In the Constituent Assembly he pleaded for the abolition of
arbitrary imprisonment, for religious tolerance, for popular representation,
for the establishment of trial by jury, for the gradual emancipation
of slaves, for the freedom
of the press, for the abolition of titles of nobility, and
the suppression of privileged orders. In February 1790 he refused
the supreme command of the National Guard of the kingdom. In May
he founded the "Society of 1789" which afterwards became the Feuillants
Club. He took a prominent part in the celebration of July 14,
1790, the first anniversary of the destruction of the Bastille.
After suppressing a riot in April 1791 he again resigned his commission,
and was again compelled to retain it.

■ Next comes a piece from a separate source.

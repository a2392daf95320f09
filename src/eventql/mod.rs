pub mod config;
pub mod sql;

He was the friend of liberty
as well as of order, and when Louis XVI fled to Varennes
he issued orders to stop him. Shortly afterwards he was made lieutenant-general
in the army. He commanded the troops in the suppression of another
riot, on the occasion of the proclamation of the constitution
(September 18, 1791), after which, feeling that his task was done,
he retired into private life. This did not prevent his friends
from proposing him for the mayoralty of Paris in opposition to
Jerôme
Pétion de Villeneuve.
When, in December 1791, three armies were formed on the western
frontier to attack Austria,
La Fayette was placed in command of one of them. But events moved
faster than La Fayette's moderate and humane republicanism, and
seeing that the lives of the king and queen were each day more
and more in danger, he definitely opposed himself to the further
advance of the Jacobin
party, intending eventually to use his army for the restoration
of a limited monarchy. On August
19 1792 the
Assembly declared him a traitor. He was compelled to take refuge
in the neutral territory of Liege,
whence as one of the prime movers in the Revolution he was taken
and held as a prisoner of state for five years, first in Prussian
and afterwards in Austrian prisons, in spite of the intercession
of America and the pleadings of his wife. Napoleon,
however, though he had a low opinion of his capacities, stipulated
in the Treaty
of Campo Formio (1797) for La Fayette's release. He was not
allowed to return to France by the Directory. He returned in 1799;
in 1802 voted against the life consulate of Napoleon; and in 1804
he voted against the imperial title.
He lived in retirement during the First Empire, but returned
to public affairs under the First Restoration and took some part
in the political events of the Hundred Days. From 1818 to 1824
he was deputy for the Sarthe,
speaking and voting always on the Liberal side, and even becoming
a carbonaro. He then revisited America (July 1824 - September
1825) where he was overwhelmed with popular applause and voted
the sum of $200,000 and a township
of land. From 1825 to his death he sat in the Chamber of Deputies
for Meaux. During the revolution of 1830 he again took command
of the National Guard and pursued the same line of conduct, with
equal want of success, as in the first revolution. In 1834 he
made his last speech--on behalf of Polish political refugees.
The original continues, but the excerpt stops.